The Minnesota Rules state that all drugs dispensed to or for a patient to self-administer, unless dispensed in unit dose, must be labeled with specific information: name, address, and telephone number of clinic or physician's office.
- prescribing physician's name
- patient's name
- date of dispensing
- "prescription" number – may be a visit number with a date. Has to be unique to the patient and the patient's visit
- directions for use
- drug name/study name/protocol name or number
- name of manufacturer or distributor of finished dosage form (if this information is contained on the sponsor’s label it does not have to be included on the label affixed by the dispenser)
- any auxiliary labels – i.e. Caution: new drug – limited by federal law to investigational use
E. Drug Administration
Legend and investigational new drugs must be administered in accordance with any applicable state or federal regulations and in accordance with any policies or procedures set forth by the University of Minnesota Institutional Review Board. An informed consent form, signed and dated by the subject; and a physician's order to administer the drug must be present before administering the drug to the subject.
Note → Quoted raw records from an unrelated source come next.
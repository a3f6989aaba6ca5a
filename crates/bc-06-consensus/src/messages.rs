//! # Consensus Messages
//!
//! The three gossiped message types and their BLS signing preimages. Every
//! preimage is domain-separated so a prepare vote can never be replayed as
//! a commit vote or a view change.

use shared_types::{
    BlsPub, BlsSig, CodecError, Decodable, Decoder, Encodable, Encoder, Hash,
};

const VOTE_DOMAIN: &[u8] = b"BSLT_VOTE_V1:";
const VIEW_CHANGE_DOMAIN: &[u8] = b"BSLT_VIEWCHANGE_V1:";

/// Voting phase inside a height.
#[derive(Clone, Copy, Debug, PartialEq, Eq, Hash)]
#[repr(u8)]
pub enum VotePhase {
    Prepare = 0,
    Commit = 1,
}

impl VotePhase {
    pub fn from_u8(tag: u8) -> Result<Self, CodecError> {
        match tag {
            0 => Ok(Self::Prepare),
            1 => Ok(Self::Commit),
            tag => Err(CodecError::InvalidTag {
                tag,
                context: "VotePhase",
            }),
        }
    }
}

/// Leader's block proposal for `(number, view)`.
#[derive(Clone, Debug, PartialEq, Eq)]
pub struct Proposal {
    pub view: u64,
    pub number: u64,
    pub block_hash: Hash,
    /// Canonical block bytes; replicas decode and pre-execute them.
    pub block_data: Vec<u8>,
    /// Leader's BLS signature over the block hash.
    pub proposer_sig: BlsSig,
}

impl Encodable for Proposal {
    fn encode_into(&self, enc: &mut Encoder) {
        enc.put_u64(self.view);
        enc.put_u64(self.number);
        enc.put_hash(&self.block_hash);
        enc.put_bytes(&self.block_data);
        self.proposer_sig.encode_into(enc);
    }
}

impl Decodable for Proposal {
    fn decode_from(dec: &mut Decoder<'_>) -> Result<Self, CodecError> {
        Ok(Self {
            view: dec.get_u64()?,
            number: dec.get_u64()?,
            block_hash: dec.get_hash()?,
            block_data: dec.get_bytes()?,
            proposer_sig: BlsSig::decode_from(dec)?,
        })
    }
}

/// A validator's vote for a block at one phase.
#[derive(Clone, Debug, PartialEq, Eq)]
pub struct Vote {
    pub view: u64,
    pub number: u64,
    pub block_hash: Hash,
    pub phase: VotePhase,
    pub signature: BlsSig,
    pub signer: BlsPub,
}

impl Vote {
    /// The BLS signing preimage shared by every voter on the same
    /// `(phase, number, block_hash)`; identical preimages are what make
    /// the signatures aggregatable. The view stays out of the preimage so
    /// a commit certificate verifies for anyone holding just the block;
    /// aggregation itself still happens per `(height, view)`.
    pub fn signing_message(phase: VotePhase, number: u64, block_hash: &Hash) -> Vec<u8> {
        let mut enc = Encoder::with_capacity(VOTE_DOMAIN.len() + 41);
        enc.put_fixed(VOTE_DOMAIN);
        enc.put_u8(phase as u8);
        enc.put_u64(number);
        enc.put_hash(block_hash);
        enc.finish()
    }
}

impl Encodable for Vote {
    fn encode_into(&self, enc: &mut Encoder) {
        enc.put_u64(self.view);
        enc.put_u64(self.number);
        enc.put_hash(&self.block_hash);
        enc.put_u8(self.phase as u8);
        self.signature.encode_into(enc);
        self.signer.encode_into(enc);
    }
}

impl Decodable for Vote {
    fn decode_from(dec: &mut Decoder<'_>) -> Result<Self, CodecError> {
        Ok(Self {
            view: dec.get_u64()?,
            number: dec.get_u64()?,
            block_hash: dec.get_hash()?,
            phase: VotePhase::from_u8(dec.get_u8()?)?,
            signature: BlsSig::decode_from(dec)?,
            signer: BlsPub::decode_from(dec)?,
        })
    }
}

/// Request to abandon the current view after a timeout.
#[derive(Clone, Debug, PartialEq, Eq)]
pub struct ViewChange {
    pub number: u64,
    pub current_view: u64,
    pub proposed_view: u64,
    pub signature: BlsSig,
    pub signer: BlsPub,
}

impl ViewChange {
    pub fn signing_message(number: u64, current_view: u64, proposed_view: u64) -> Vec<u8> {
        let mut enc = Encoder::with_capacity(VIEW_CHANGE_DOMAIN.len() + 24);
        enc.put_fixed(VIEW_CHANGE_DOMAIN);
        enc.put_u64(number);
        enc.put_u64(current_view);
        enc.put_u64(proposed_view);
        enc.finish()
    }
}

impl Encodable for ViewChange {
    fn encode_into(&self, enc: &mut Encoder) {
        enc.put_u64(self.number);
        enc.put_u64(self.current_view);
        enc.put_u64(self.proposed_view);
        self.signature.encode_into(enc);
        self.signer.encode_into(enc);
    }
}

impl Decodable for ViewChange {
    fn decode_from(dec: &mut Decoder<'_>) -> Result<Self, CodecError> {
        Ok(Self {
            number: dec.get_u64()?,
            current_view: dec.get_u64()?,
            proposed_view: dec.get_u64()?,
            signature: BlsSig::decode_from(dec)?,
            signer: BlsPub::decode_from(dec)?,
        })
    }
}
//! # Leader Schedule
//!
//! Stake-weighted deterministic rotation. For `(height, view)` the seed
//! hash `BLAKE3(epoch_seed ‖ height ‖ view)` is reduced onto the cumulative
//! stake line of the active set; the validator whose interval contains the
//! point leads. Every replica derives the same leader with no communication,
//! and a view change re-rolls the draw.

use crate::validators::ValidatorSet;
use shared_types::{Encoder, Hash, U256};

/// Bitmap index of the leader for `(height, view)`, or `None` for an empty
/// active set.
pub fn leader_index(epoch_seed: &Hash, height: u64, view: u64, set: &ValidatorSet) -> Option<u8> {
    let total = set.total_stake();
    if total.is_zero() {
        // Degenerate stake distribution: fall back to round-robin over the
        // active members.
        let active: Vec<u8> = set.active().map(|v| v.index).collect();
        if active.is_empty() {
            return None;
        }
        let slot = (height.wrapping_add(view) % active.len() as u64) as usize;
        return Some(active[slot]);
    }

    let mut enc = Encoder::with_capacity(48);
    enc.put_hash(epoch_seed);
    enc.put_u64(height);
    enc.put_u64(view);
    let draw = Hash::digest(&enc.finish());
    let point = U256::from_little_endian(draw.as_bytes()) % total;

    let mut cumulative = U256::zero();
    for entry in set.active() {
        cumulative = cumulative.saturating_add(entry.stake);
        if point < cumulative {
            return Some(entry.index);
        }
    }
    // Rounding can only leave the point inside the last interval.
    set.active().last().map(|v| v.index)
}
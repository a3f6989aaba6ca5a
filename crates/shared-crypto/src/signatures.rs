//! # Ed25519 Signatures
//!
//! Transaction and peer signatures. Deterministic nonces, no RNG on the
//! verification path.
//!
//! Batch verification splits large sets across a rayon pool; the result is
//! a single boolean and any invalid member fails the whole batch.

use crate::CryptoError;
use ed25519_dalek::{Signer, SigningKey, Verifier, VerifyingKey};
use rayon::prelude::*;
use shared_types::{Ed25519Pub, Ed25519Sig};
use zeroize::Zeroize;

/// Batches below this size are verified inline; larger ones fan out.
const PARALLEL_BATCH_THRESHOLD: usize = 32;

/// Ed25519 public key, validated on construction.
#[derive(Clone, Copy, Debug, PartialEq, Eq)]
pub struct Ed25519PublicKey(VerifyingKey);

impl Ed25519PublicKey {
    /// Create from the 32-byte value type, rejecting invalid points.
    pub fn from_value(value: &Ed25519Pub) -> Result<Self, CryptoError> {
        VerifyingKey::from_bytes(value.as_bytes())
            .map(Self)
            .map_err(|_| CryptoError::InvalidPublicKey)
    }

    pub fn to_value(&self) -> Ed25519Pub {
        Ed25519Pub::from_bytes(self.0.to_bytes())
    }

    /// Verify a signature over a message.
    pub fn verify(&self, message: &[u8], signature: &Ed25519Signature) -> Result<(), CryptoError> {
        self.0
            .verify(message, &signature.0)
            .map_err(|_| CryptoError::SignatureVerificationFailed)
    }
}

/// Ed25519 signature (64 bytes).
#[derive(Clone, Copy, Debug, PartialEq, Eq)]
pub struct Ed25519Signature(ed25519_dalek::Signature);

impl Ed25519Signature {
    pub fn from_value(value: &Ed25519Sig) -> Self {
        Self(ed25519_dalek::Signature::from_bytes(value.as_bytes()))
    }

    pub fn to_value(&self) -> Ed25519Sig {
        Ed25519Sig::from_bytes(self.0.to_bytes())
    }
}

/// Ed25519 keypair.
pub struct Ed25519KeyPair {
    signing_key: SigningKey,
}

impl Ed25519KeyPair {
    /// Generate a random keypair.
    pub fn generate() -> Self {
        Self {
            signing_key: SigningKey::generate(&mut rand::thread_rng()),
        }
    }

    /// Create from existing secret key bytes.
    pub fn from_secret_bytes(bytes: &[u8; 32]) -> Self {
        Self {
            signing_key: SigningKey::from_bytes(bytes),
        }
    }

    /// Deterministic keypair for tests and devnets.
    pub fn from_seed(seed: u64) -> Self {
        let mut bytes = [0u8; 32];
        bytes[..8].copy_from_slice(&seed.to_le_bytes());
        let expanded = crate::blake3_hash(&bytes);
        Self::from_secret_bytes(expanded.as_bytes())
    }

    pub fn sign(&self, message: &[u8]) -> Ed25519Signature {
        Ed25519Signature(self.signing_key.sign(message))
    }

    pub fn public_key(&self) -> Ed25519PublicKey {
        Ed25519PublicKey(self.signing_key.verifying_key())
    }

    /// Secret key bytes; zeroize the buffer after use.
    pub fn secret_bytes(&self) -> [u8; 32] {
        self.signing_key.to_bytes()
    }
}

impl Drop for Ed25519KeyPair {
    fn drop(&mut self) {
        let mut bytes = self.signing_key.to_bytes();
        bytes.zeroize();
    }
}

/// Verify many `(message, signature, pubkey)` triples.
///
/// Returns `true` only if every signature is valid; any malformed key or
/// signature fails the whole batch. Length-mismatched inputs fail too.
pub fn batch_verify(messages: &[&[u8]], signatures: &[Ed25519Sig], pubkeys: &[Ed25519Pub]) -> bool {
    if messages.len() != signatures.len() || messages.len() != pubkeys.len() {
        return false;
    }
    if messages.is_empty() {
        return true;
    }

    let verify_one = |i: usize| -> bool {
        let Ok(key) = Ed25519PublicKey::from_value(&pubkeys[i]) else {
            return false;
        };
        key.verify(messages[i], &Ed25519Signature::from_value(&signatures[i]))
            .is_ok()
    };

    if messages.len() < PARALLEL_BATCH_THRESHOLD {
        (0..messages.len()).all(verify_one)
    } else {
        (0..messages.len()).into_par_iter().all(verify_one)
    }
}
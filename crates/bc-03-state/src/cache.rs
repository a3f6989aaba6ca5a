//! # Flat State Cache
//!
//! In-memory materialization of the full world state: `address → Account`
//! plus `(address, slot) → bytes`. The executor reads and writes only this
//! cache; the trie sees the result at commit time.
//!
//! Mutations are journaled so a transaction can snapshot on entry and roll
//! back on revert in O(changes), not O(state). Deletions are tombstones
//! until the flush turns them into batch deletes.

use shared_types::{Account, Address, Hash};
use std::collections::{HashMap, HashSet};

/// Journal position; rolling back to it undoes everything after.
#[derive(Clone, Copy, Debug, PartialEq, Eq)]
pub struct Snapshot(usize);

enum JournalEntry {
    /// Previous cache cell for an account. Outer `None`: key was absent.
    Account {
        address: Address,
        prev: Option<Option<Account>>,
    },
    /// Previous cache cell for a storage slot.
    Storage {
        address: Address,
        slot: Hash,
        prev: Option<Option<Vec<u8>>>,
    },
}

/// The flat cache. `None` cells are tombstones awaiting flush.
#[derive(Default)]
pub struct FlatState {
    accounts: HashMap<Address, Option<Account>>,
    storage: HashMap<Address, HashMap<Hash, Option<Vec<u8>>>>,
    journal: Vec<JournalEntry>,
    dirty_accounts: HashSet<Address>,
    dirty_slots: HashSet<(Address, Hash)>,
}

impl FlatState {
    pub fn new() -> Self {
        Self::default()
    }

    // =========================================================================
    // READS
    // =========================================================================

    pub fn account(&self, address: &Address) -> Option<Account> {
        self.accounts.get(address).and_then(Clone::clone)
    }

    pub fn storage(&self, address: &Address, slot: &Hash) -> Option<Vec<u8>> {
        self.storage
            .get(address)
            .and_then(|slots| slots.get(slot))
            .and_then(Clone::clone)
    }

    /// Live (non-tombstoned) slots of one account.
    pub fn live_slots(&self, address: &Address) -> Vec<(Hash, Vec<u8>)> {
        self.storage
            .get(address)
            .map(|slots| {
                slots
                    .iter()
                    .filter_map(|(k, v)| v.as_ref().map(|v| (*k, v.clone())))
                    .collect()
            })
            .unwrap_or_default()
    }

    /// Addresses of live accounts.
    pub fn live_accounts(&self) -> impl Iterator<Item = (&Address, &Account)> {
        self.accounts
            .iter()
            .filter_map(|(addr, cell)| cell.as_ref().map(|acc| (addr, acc)))
    }

    // =========================================================================
    // WRITES (journaled)
    // =========================================================================

    pub fn set_account(&mut self, address: Address, account: Account) {
        let prev = self.accounts.insert(address, Some(account));
        self.journal.push(JournalEntry::Account { address, prev });
        self.dirty_accounts.insert(address);
    }

    /// Tombstone an account; the flush deletes its row.
    pub fn remove_account(&mut self, address: Address) {
        let prev = self.accounts.insert(address, None);
        self.journal.push(JournalEntry::Account { address, prev });
        self.dirty_accounts.insert(address);
    }

    pub fn set_storage(&mut self, address: Address, slot: Hash, value: Vec<u8>) {
        let prev = self
            .storage
            .entry(address)
            .or_default()
            .insert(slot, Some(value));
        self.journal.push(JournalEntry::Storage { address, slot, prev });
        self.dirty_slots.insert((address, slot));
    }

    pub fn remove_storage(&mut self, address: Address, slot: Hash) {
        let prev = self.storage.entry(address).or_default().insert(slot, None);
        self.journal.push(JournalEntry::Storage { address, slot, prev });
        self.dirty_slots.insert((address, slot));
    }

    // =========================================================================
    // SNAPSHOTS
    // =========================================================================

    /// Mark the current journal position.
    pub fn snapshot(&self) -> Snapshot {
        Snapshot(self.journal.len())
    }

    /// Undo every mutation after `snapshot`, newest first.
    pub fn rollback(&mut self, snapshot: Snapshot) {
        while self.journal.len() > snapshot.0 {
            let Some(entry) = self.journal.pop() else {
                break;
            };
            match entry {
                JournalEntry::Account { address, prev } => match prev {
                    Some(cell) => {
                        self.accounts.insert(address, cell);
                    }
                    None => {
                        self.accounts.remove(&address);
                    }
                },
                JournalEntry::Storage { address, slot, prev } => {
                    let slots = self.storage.entry(address).or_default();
                    match prev {
                        Some(cell) => {
                            slots.insert(slot, cell);
                        }
                        None => {
                            slots.remove(&slot);
                        }
                    }
                }
            }
        }
    }

    // =========================================================================
    // RESTORE AND FLUSH BOOKKEEPING
    // =========================================================================

    /// Insert during restore: no journal, no dirty marking.
    pub fn seed_account(&mut self, address: Address, account: Account) {
        self.accounts.insert(address, Some(account));
    }

    /// Insert during restore: no journal, no dirty marking.
    pub fn seed_storage(&mut self, address: Address, slot: Hash, value: Vec<u8>) {
        self.storage.entry(address).or_default().insert(slot, Some(value));
    }

    /// Accounts touched since the last flush.
    pub fn dirty_accounts(&self) -> Vec<Address> {
        self.dirty_accounts.iter().copied().collect()
    }

    /// Slots touched since the last flush.
    pub fn dirty_slots(&self) -> Vec<(Address, Hash)> {
        self.dirty_slots.iter().copied().collect()
    }

    /// Accounts with at least one touched slot.
    pub fn dirty_storage_accounts(&self) -> Vec<Address> {
        let mut out: Vec<Address> = self
            .dirty_slots
            .iter()
            .map(|(addr, _)| *addr)
            .collect::<HashSet<_>>()
            .into_iter()
            .collect();
        out.sort();
        out
    }

    /// Current cache cell, tombstone included, for the flush.
    pub fn account_cell(&self, address: &Address) -> Option<&Option<Account>> {
        self.accounts.get(address)
    }

    /// Current slot cell, tombstone included, for the flush.
    pub fn storage_cell(&self, address: &Address, slot: &Hash) -> Option<&Option<Vec<u8>>> {
        self.storage.get(address).and_then(|slots| slots.get(slot))
    }

    /// Forget dirty tracking and the journal after a successful flush. Also
    /// drops tombstoned cells: the batch deletes are on their way down.
    pub fn mark_flushed(&mut self) {
        for address in std::mem::take(&mut self.dirty_accounts) {
            if matches!(self.accounts.get(&address), Some(None)) {
                self.accounts.remove(&address);
            }
        }
        for (address, slot) in std::mem::take(&mut self.dirty_slots) {
            if let Some(slots) = self.storage.get_mut(&address) {
                if matches!(slots.get(&slot), Some(None)) {
                    slots.remove(&slot);
                }
            }
        }
        self.journal.clear();
    }
}
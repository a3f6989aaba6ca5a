//! # Shared Crypto Crate
//!
//! Cryptographic primitives for the node:
//!
//! - **BLAKE3** - default hash, plus `pair_hash` for Merkle construction
//! - **Ed25519** - transaction signatures, with parallel batch verification
//! - **BLS12-381** - consensus vote signatures and aggregation (min_pk)
//! - **Keccak-256** - address derivation from Ed25519 public keys only

pub mod address;
pub mod bls;
pub mod errors;
pub mod hashing;
pub mod signatures;

pub use address::{derive_address, derive_contract_address};
pub use bls::{BlsKeyPair, BlsPublicKey, BlsSignature};
pub use errors::CryptoError;
pub use hashing::{blake3_hash, pair_hash};
pub use signatures::{batch_verify, Ed25519KeyPair, Ed25519PublicKey, Ed25519Signature};
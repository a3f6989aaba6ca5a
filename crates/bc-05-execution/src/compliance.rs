//! # Compliance Verifier Interface
//!
//! The executor consults a pluggable proof checker before dispatching a
//! transaction. The default implementation allows everything that has no
//! requirements attached; a production implementation verifies Groth16
//! proofs against registered verification keys and checks issuer tiers.
//!
//! Nullifiers are per-block only: the executor resets the set at every
//! block boundary, and cross-block replay is already impossible through the
//! transaction's own `(sender, nonce)`.

use parking_lot::Mutex;
use shared_types::{Address, ComplianceProof, Hash};
use std::collections::HashSet;

/// Why a compliance check failed.
#[derive(Clone, Debug, PartialEq, Eq)]
pub enum ComplianceError {
    /// A requirement had no proof attached.
    MissingProof,
    /// A proof failed verification.
    InvalidProof(String),
    /// A nullifier was already used inside this block.
    DuplicateNullifier(Hash),
}

/// Verdict of a compliance check.
#[derive(Clone, Debug, PartialEq, Eq)]
pub enum Outcome {
    Allowed,
    Failed(ComplianceError),
}

/// One obligation a contract imposes on its callers.
#[derive(Clone, Debug, PartialEq, Eq)]
pub struct Requirement {
    /// Proof schema that must be satisfied.
    pub schema_id: u32,
    /// Minimum issuer tier accepted.
    pub min_issuer_tier: u8,
}

/// Pluggable proof checker.
pub trait ComplianceVerifier: Send + Sync {
    /// Check `proofs` against `requirements` at the given block time.
    fn verify_proofs(
        &self,
        proofs: &[ComplianceProof],
        requirements: &[Requirement],
        block_timestamp: i64,
    ) -> Outcome;

    /// Requirements registered for a contract address.
    fn get_requirements(&self, contract: &Address) -> Vec<Requirement>;

    /// Called at every block boundary.
    fn reset_nullifiers(&self);
}

/// Default verifier: no registry, so anything without requirements passes
/// and anything with requirements fails for lack of proof.
#[derive(Default)]
pub struct NoopVerifier;

impl ComplianceVerifier for NoopVerifier {
    fn verify_proofs(
        &self,
        _proofs: &[ComplianceProof],
        requirements: &[Requirement],
        _block_timestamp: i64,
    ) -> Outcome {
        if requirements.is_empty() {
            Outcome::Allowed
        } else {
            Outcome::Failed(ComplianceError::MissingProof)
        }
    }

    fn get_requirements(&self, _contract: &Address) -> Vec<Requirement> {
        Vec::new()
    }

    fn reset_nullifiers(&self) {}
}

/// Per-block nullifier uniqueness. The executor owns one and clears it at
/// each block boundary.
#[derive(Default)]
pub struct NullifierSet {
    seen: Mutex<HashSet<Hash>>,
}

impl NullifierSet {
    pub fn new() -> Self {
        Self::default()
    }

    /// Record a nullifier; `false` if it was already used this block.
    pub fn insert(&self, nullifier: Hash) -> bool {
        self.seen.lock().insert(nullifier)
    }

    pub fn contains(&self, nullifier: &Hash) -> bool {
        self.seen.lock().contains(nullifier)
    }

    /// Block boundary: forget everything.
    pub fn reset(&self) {
        self.seen.lock().clear();
    }
}

#[cfg(test)]
mod tests {
    use super::*;

    #[test]
    fn noop_allows_without_requirements() {
        let verifier = NoopVerifier;
        assert_eq!(verifier.verify_proofs(&[], &[], 0), Outcome::Allowed);
    }

    #[test]
    fn noop_fails_with_requirements() {
        let verifier = NoopVerifier;
        let requirement = Requirement {
            schema_id: 1,
            min_issuer_tier: 0,
        };
        assert_eq!(
            verifier.verify_proofs(&[], &[requirement], 0),
            Outcome::Failed(ComplianceError::MissingProof)
        );
    }

    #[test]
    fn nullifier_set_detects_reuse_until_reset() {
        let set = NullifierSet::new();
        let n = Hash::digest(b"n");
        assert!(set.insert(n));
        assert!(!set.insert(n));
        set.reset();
        assert!(set.insert(n));
    }
}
Only a person licensed within the state of Minnesota and so authorized by their professional scope of practice must administer a legend or investigational new drug to a subject. A principal investigator may designate the responsibility of administering the drug only after the designee has been given and has demonstrated an understanding of basic pharmacologic information about the drug. This education and delegation of responsibility must be documented. Investigational drugs are to be administered in accordance with research protocol and in accordance with any other hospital or clinic policy pertaining to the administration of medications.